As the answer, give a copy of each line below that includes the word "failed".

┌─ Records to process

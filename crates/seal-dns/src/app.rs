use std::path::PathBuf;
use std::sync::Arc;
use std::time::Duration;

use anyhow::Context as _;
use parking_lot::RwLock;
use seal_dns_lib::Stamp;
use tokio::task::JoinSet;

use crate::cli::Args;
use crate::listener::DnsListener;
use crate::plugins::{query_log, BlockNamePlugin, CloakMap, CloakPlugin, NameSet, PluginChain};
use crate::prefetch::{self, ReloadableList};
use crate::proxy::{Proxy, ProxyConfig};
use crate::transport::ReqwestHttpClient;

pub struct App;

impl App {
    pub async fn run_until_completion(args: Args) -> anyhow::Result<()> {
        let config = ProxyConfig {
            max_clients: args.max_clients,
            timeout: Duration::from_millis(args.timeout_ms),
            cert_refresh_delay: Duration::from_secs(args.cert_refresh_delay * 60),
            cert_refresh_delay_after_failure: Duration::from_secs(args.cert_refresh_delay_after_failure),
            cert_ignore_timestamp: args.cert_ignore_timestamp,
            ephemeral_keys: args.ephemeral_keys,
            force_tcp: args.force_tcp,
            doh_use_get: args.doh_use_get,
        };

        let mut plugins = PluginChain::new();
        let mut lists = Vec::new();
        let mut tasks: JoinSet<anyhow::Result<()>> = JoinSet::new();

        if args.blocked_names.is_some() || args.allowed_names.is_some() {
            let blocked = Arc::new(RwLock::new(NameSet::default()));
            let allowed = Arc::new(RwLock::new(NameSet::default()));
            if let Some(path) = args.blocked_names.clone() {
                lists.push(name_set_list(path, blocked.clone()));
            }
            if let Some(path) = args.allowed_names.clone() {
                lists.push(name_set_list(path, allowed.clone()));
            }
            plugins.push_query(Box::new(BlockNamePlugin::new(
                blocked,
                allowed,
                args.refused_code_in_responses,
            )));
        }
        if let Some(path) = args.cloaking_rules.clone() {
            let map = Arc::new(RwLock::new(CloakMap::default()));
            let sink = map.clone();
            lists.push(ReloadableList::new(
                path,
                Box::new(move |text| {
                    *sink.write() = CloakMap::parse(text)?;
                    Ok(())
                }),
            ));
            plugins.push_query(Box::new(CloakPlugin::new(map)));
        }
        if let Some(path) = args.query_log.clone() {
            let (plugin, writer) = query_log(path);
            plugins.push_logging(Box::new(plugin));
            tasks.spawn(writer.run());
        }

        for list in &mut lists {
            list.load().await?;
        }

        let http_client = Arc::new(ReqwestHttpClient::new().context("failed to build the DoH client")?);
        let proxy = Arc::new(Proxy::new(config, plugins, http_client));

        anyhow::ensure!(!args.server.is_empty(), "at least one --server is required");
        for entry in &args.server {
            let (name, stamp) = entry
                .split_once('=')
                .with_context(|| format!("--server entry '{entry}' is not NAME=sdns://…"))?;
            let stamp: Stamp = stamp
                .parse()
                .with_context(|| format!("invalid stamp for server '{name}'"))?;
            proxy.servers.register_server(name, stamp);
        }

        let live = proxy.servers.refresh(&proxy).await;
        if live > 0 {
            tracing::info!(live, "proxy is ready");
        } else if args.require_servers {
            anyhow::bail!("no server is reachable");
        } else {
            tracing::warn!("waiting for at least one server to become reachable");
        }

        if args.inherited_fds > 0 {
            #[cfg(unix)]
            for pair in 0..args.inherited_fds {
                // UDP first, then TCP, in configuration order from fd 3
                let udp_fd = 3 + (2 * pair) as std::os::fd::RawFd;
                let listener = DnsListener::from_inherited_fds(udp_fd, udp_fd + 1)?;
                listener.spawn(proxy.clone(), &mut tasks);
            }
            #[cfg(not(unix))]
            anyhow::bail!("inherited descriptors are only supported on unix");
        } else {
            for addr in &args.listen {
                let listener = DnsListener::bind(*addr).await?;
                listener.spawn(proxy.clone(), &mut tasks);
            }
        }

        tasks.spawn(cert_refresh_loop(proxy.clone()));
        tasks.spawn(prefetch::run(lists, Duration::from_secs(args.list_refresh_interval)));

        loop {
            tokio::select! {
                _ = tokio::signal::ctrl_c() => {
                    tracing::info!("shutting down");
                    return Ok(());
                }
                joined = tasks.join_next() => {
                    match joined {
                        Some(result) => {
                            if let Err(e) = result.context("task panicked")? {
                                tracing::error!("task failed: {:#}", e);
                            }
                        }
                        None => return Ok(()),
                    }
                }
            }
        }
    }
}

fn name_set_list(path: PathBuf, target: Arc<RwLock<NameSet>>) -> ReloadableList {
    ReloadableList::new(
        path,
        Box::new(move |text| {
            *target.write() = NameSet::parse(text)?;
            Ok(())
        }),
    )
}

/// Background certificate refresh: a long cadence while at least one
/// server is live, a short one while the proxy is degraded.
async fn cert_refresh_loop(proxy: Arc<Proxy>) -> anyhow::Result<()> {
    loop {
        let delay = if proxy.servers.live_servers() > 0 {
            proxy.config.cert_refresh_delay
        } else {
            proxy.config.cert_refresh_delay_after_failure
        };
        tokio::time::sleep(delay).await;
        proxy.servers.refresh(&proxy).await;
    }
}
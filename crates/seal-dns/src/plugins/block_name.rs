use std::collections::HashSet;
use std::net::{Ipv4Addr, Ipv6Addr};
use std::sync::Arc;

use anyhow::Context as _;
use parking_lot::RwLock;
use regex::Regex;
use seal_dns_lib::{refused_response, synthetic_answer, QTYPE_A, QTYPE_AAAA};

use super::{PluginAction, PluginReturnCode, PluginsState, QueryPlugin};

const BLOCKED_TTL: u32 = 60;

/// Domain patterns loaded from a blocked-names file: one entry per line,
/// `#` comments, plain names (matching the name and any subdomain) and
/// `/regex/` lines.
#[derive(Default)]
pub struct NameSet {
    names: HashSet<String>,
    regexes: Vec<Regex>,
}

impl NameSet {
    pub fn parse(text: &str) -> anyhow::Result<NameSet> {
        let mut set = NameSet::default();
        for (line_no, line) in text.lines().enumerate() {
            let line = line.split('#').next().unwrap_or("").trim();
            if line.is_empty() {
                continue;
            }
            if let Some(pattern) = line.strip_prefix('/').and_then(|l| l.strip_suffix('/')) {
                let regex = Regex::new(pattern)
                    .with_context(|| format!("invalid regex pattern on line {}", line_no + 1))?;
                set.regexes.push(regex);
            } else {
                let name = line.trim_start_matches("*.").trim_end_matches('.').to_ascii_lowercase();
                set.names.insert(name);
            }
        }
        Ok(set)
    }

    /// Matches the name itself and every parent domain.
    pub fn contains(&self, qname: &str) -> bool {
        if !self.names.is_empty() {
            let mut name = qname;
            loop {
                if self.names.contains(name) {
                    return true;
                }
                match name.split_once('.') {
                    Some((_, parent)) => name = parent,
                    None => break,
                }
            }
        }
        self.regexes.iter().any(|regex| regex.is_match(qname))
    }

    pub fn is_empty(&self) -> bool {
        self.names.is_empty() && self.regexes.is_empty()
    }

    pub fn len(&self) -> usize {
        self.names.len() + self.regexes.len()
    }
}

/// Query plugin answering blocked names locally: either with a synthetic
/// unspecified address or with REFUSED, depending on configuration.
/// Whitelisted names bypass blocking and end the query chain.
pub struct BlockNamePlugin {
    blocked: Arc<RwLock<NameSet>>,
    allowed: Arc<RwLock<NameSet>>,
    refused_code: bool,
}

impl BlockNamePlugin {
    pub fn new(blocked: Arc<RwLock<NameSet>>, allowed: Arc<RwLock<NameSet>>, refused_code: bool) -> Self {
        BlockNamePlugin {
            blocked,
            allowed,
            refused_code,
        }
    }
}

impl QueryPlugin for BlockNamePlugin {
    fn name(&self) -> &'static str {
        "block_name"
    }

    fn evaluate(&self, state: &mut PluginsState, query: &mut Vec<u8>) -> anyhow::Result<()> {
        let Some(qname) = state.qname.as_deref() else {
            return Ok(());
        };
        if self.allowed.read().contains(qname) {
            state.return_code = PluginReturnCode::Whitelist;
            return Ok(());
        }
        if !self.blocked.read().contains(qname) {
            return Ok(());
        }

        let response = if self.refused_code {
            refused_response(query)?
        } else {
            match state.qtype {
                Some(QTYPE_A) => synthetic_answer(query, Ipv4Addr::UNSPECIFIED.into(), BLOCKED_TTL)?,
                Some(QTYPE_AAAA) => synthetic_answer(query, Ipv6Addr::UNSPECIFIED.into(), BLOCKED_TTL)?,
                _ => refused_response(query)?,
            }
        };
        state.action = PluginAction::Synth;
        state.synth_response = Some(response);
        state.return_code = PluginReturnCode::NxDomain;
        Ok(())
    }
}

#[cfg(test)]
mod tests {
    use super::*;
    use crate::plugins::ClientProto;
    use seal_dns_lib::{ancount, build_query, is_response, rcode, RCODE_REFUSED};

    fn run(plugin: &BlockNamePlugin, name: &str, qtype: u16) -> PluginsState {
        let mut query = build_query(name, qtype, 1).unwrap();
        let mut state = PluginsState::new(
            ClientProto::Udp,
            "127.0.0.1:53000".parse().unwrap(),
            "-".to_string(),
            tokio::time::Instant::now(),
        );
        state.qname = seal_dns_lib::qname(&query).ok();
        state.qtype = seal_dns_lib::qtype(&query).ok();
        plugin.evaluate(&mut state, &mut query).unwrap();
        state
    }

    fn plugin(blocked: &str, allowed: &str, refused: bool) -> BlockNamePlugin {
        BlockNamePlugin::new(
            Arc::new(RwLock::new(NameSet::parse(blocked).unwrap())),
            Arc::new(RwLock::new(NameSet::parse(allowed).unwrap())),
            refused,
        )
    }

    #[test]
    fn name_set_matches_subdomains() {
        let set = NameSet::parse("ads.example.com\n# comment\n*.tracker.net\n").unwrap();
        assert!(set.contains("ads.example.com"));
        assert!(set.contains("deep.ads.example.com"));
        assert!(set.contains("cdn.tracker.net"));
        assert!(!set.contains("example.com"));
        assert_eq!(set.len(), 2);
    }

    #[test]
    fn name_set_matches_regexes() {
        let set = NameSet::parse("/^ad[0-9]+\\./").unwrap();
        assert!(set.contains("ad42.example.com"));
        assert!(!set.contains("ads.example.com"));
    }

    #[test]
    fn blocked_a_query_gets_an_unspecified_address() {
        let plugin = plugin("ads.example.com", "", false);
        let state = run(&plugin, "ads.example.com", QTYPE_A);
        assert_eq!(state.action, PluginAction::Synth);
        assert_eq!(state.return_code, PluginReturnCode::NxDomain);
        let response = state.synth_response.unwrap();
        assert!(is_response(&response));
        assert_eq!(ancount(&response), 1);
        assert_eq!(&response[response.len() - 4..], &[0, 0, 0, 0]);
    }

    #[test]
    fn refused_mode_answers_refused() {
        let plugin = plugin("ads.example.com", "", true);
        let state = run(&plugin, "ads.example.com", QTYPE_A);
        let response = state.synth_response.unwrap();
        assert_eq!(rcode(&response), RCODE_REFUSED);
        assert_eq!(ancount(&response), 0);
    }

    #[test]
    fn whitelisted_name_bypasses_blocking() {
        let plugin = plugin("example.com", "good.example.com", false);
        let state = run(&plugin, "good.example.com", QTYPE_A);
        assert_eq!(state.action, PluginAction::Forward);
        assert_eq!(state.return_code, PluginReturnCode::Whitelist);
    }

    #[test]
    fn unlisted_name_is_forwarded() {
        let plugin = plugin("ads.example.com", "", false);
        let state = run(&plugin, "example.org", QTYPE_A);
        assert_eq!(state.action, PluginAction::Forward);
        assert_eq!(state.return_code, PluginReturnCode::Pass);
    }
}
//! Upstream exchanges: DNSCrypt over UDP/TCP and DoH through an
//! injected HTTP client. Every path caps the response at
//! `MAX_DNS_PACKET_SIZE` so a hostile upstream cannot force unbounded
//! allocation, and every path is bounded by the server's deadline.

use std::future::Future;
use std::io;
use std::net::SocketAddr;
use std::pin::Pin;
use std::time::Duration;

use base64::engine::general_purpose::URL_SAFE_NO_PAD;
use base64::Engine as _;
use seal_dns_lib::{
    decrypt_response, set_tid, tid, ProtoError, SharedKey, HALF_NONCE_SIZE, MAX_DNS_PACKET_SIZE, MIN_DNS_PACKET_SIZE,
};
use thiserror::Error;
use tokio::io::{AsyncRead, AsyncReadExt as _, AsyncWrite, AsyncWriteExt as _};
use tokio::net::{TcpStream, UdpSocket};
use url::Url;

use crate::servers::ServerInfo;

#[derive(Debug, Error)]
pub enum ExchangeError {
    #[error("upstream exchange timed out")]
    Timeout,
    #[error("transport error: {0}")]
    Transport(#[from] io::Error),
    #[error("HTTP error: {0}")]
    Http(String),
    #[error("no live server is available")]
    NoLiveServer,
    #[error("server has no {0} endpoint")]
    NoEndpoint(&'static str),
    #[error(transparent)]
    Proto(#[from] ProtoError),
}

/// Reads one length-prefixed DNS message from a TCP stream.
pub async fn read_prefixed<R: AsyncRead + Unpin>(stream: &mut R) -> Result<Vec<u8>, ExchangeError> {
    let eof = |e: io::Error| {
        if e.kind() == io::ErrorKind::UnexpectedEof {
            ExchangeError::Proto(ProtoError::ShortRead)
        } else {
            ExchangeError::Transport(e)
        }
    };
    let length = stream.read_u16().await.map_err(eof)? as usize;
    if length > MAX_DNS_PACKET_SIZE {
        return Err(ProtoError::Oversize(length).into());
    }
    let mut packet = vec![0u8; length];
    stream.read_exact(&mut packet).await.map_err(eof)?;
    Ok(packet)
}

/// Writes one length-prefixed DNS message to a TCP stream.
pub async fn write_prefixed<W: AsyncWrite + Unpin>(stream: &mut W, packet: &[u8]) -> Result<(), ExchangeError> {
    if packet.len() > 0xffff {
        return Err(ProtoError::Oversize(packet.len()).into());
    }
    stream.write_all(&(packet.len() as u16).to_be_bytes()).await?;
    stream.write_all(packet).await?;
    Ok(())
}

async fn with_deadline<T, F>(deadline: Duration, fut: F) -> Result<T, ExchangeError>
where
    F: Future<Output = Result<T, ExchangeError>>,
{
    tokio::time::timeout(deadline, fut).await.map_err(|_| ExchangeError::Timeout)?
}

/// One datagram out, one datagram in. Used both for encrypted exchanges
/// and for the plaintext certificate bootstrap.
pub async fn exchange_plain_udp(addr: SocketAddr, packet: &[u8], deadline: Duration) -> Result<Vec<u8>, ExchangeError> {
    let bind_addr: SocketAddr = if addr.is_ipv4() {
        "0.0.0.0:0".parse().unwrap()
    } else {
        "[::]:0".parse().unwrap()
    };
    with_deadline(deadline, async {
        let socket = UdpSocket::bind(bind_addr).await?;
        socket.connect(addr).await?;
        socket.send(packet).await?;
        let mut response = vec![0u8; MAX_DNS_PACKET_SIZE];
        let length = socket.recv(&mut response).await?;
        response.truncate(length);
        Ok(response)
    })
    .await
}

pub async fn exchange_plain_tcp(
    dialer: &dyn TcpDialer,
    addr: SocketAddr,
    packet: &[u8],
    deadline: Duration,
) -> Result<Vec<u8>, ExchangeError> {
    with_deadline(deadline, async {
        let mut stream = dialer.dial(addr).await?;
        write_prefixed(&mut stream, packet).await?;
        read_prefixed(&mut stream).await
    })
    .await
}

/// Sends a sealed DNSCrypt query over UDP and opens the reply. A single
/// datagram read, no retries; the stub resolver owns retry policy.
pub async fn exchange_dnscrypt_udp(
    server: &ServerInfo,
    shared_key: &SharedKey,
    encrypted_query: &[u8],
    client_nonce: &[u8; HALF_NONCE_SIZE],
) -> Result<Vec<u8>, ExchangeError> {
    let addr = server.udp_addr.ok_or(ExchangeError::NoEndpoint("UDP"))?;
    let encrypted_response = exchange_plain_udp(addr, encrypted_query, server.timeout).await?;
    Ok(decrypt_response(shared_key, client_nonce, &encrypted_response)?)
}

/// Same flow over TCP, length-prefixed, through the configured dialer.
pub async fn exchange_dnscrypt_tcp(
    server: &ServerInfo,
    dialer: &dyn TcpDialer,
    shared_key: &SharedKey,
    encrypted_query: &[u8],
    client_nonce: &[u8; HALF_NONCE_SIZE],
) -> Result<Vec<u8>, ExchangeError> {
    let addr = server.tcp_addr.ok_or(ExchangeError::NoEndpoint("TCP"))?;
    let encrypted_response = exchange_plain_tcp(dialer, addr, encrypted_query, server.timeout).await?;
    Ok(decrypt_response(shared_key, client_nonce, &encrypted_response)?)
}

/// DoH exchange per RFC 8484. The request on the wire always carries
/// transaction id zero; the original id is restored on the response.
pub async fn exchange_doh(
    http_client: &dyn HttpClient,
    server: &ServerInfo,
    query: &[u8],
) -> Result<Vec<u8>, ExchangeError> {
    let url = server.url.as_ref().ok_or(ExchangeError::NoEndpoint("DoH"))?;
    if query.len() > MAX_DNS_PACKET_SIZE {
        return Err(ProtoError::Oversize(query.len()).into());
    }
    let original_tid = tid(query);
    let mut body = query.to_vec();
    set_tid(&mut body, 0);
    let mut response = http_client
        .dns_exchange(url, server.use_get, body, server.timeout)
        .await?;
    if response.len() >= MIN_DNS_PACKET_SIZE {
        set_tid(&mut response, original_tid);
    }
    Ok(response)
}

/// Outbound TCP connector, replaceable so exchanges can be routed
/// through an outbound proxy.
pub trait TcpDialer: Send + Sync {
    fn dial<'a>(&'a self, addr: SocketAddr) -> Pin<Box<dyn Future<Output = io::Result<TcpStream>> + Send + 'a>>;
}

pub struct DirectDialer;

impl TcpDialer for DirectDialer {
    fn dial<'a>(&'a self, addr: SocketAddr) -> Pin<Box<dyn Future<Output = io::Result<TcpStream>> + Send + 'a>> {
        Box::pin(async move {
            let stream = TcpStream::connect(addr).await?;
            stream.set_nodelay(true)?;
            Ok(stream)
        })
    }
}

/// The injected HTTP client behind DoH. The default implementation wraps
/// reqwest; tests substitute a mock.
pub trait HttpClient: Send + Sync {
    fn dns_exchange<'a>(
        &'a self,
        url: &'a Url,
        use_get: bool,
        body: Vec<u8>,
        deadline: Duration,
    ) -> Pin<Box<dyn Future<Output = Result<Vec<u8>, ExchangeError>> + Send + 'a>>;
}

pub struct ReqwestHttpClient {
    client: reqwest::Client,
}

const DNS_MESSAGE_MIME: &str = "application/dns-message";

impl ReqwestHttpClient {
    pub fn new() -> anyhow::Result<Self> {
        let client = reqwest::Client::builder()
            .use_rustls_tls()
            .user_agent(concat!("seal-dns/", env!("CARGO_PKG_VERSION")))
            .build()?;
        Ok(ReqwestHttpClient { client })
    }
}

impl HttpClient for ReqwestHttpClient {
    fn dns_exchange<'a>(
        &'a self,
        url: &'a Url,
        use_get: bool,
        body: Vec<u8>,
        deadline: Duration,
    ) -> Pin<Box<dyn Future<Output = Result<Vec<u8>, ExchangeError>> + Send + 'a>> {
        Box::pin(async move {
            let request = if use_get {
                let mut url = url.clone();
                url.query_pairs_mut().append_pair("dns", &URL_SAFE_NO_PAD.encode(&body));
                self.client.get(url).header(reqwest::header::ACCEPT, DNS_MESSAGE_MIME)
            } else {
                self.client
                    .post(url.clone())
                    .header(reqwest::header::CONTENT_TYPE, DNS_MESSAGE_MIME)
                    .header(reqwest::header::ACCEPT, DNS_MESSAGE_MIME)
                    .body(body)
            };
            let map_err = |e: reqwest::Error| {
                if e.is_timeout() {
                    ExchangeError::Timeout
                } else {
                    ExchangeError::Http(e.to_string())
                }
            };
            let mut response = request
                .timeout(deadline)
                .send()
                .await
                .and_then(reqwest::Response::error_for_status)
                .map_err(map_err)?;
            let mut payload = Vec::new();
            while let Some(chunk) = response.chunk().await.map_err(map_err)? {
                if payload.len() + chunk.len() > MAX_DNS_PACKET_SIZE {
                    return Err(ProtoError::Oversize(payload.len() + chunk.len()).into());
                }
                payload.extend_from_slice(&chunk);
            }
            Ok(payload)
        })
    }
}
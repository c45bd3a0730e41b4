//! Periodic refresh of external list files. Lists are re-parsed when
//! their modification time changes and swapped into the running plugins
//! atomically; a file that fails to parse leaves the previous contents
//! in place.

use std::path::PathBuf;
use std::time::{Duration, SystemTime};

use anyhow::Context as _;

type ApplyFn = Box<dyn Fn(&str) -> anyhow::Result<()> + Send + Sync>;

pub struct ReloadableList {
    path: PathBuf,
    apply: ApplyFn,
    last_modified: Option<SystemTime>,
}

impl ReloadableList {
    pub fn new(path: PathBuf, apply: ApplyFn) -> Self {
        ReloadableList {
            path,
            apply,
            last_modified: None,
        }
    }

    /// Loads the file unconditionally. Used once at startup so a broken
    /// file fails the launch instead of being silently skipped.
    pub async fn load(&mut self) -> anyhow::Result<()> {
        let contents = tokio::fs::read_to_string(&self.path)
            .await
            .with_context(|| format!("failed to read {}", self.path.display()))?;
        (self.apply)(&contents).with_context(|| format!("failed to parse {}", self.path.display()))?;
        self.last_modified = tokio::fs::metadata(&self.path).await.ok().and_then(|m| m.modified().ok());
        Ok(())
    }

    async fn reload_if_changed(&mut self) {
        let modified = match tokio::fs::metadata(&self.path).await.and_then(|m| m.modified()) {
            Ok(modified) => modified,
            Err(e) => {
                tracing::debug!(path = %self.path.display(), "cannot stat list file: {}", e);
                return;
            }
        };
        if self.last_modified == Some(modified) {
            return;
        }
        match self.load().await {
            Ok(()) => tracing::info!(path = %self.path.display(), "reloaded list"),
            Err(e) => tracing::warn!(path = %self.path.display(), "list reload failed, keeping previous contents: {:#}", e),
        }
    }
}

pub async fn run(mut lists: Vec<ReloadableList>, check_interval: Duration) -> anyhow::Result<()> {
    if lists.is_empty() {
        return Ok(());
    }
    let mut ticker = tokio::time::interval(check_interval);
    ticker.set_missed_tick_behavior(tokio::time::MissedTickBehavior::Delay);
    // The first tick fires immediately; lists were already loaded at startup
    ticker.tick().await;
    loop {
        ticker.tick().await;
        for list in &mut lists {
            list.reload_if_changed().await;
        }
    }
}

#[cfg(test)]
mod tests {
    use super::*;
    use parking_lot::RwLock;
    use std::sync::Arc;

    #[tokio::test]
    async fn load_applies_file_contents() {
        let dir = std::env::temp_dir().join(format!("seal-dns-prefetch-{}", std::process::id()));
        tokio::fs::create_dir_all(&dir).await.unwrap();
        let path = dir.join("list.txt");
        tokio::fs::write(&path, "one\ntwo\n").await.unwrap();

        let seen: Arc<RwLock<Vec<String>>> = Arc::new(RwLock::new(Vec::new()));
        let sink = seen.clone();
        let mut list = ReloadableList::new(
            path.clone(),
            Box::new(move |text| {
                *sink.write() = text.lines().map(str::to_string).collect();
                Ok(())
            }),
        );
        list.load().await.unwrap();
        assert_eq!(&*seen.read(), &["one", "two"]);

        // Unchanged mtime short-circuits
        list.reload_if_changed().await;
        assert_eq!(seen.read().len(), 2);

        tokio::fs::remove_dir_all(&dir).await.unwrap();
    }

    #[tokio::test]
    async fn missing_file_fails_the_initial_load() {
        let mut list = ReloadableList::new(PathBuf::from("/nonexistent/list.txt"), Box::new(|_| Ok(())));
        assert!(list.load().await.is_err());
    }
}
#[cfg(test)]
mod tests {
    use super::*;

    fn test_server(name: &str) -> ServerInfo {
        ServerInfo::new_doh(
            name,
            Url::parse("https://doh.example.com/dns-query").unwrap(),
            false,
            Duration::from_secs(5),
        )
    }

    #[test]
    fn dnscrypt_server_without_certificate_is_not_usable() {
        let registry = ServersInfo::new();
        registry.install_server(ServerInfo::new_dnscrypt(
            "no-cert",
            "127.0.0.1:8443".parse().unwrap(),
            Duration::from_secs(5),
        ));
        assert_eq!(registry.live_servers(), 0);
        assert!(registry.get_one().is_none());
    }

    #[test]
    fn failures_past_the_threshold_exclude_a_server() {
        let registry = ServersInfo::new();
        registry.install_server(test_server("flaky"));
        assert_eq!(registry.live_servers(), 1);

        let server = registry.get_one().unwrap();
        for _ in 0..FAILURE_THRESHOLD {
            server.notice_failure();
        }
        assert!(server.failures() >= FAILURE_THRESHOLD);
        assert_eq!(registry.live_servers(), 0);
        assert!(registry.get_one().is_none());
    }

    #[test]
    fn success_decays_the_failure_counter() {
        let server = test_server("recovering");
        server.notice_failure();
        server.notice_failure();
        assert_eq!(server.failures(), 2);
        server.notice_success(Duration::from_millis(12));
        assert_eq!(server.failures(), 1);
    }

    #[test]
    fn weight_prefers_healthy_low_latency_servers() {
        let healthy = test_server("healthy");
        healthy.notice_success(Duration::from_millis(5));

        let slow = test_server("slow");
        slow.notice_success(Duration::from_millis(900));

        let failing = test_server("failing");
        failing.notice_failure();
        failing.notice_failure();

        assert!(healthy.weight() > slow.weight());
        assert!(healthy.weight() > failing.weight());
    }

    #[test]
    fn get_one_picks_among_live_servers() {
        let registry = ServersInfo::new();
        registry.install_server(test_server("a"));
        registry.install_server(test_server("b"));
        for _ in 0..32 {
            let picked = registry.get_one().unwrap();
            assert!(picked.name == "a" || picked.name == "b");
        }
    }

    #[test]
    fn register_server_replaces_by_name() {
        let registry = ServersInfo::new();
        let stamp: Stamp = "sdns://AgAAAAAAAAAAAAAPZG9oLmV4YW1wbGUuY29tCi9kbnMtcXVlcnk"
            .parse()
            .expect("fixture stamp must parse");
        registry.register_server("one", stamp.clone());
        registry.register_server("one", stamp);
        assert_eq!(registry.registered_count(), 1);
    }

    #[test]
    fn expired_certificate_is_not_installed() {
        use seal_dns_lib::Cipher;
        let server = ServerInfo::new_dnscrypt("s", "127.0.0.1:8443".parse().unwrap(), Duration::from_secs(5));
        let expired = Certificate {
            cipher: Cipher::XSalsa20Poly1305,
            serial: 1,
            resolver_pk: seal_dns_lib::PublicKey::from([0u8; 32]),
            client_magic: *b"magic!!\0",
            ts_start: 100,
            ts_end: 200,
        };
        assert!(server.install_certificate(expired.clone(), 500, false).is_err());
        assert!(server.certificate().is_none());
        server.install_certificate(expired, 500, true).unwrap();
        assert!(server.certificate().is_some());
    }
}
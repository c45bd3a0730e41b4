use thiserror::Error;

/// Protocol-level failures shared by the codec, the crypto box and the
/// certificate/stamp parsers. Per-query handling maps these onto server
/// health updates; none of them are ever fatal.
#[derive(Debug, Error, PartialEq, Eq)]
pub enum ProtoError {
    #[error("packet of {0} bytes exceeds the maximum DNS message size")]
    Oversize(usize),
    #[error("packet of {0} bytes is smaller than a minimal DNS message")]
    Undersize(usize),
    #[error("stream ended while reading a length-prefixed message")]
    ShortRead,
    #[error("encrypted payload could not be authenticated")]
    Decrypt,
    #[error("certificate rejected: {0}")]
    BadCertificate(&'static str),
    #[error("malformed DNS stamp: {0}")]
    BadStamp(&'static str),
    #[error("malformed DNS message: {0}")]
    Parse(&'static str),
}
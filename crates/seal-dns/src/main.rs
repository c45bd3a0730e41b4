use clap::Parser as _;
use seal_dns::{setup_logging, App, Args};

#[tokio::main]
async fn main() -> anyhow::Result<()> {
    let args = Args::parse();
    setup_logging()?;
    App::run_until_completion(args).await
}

└─

▶ Solution to the exercise
        let http_client = Arc::new(ReqwestHttpClient::new().context("failed to build the DoH client")?);
                                tracing::error!("task failed: {:#}", e);
            .with_context(|| format!("failed to read {}", self.path.display()))?;
        (self.apply)(&contents).with_context(|| format!("failed to parse {}", self.path.display()))?;
            Err(e) => tracing::warn!(path = %self.path.display(), "list reload failed, keeping previous contents: {:#}", e),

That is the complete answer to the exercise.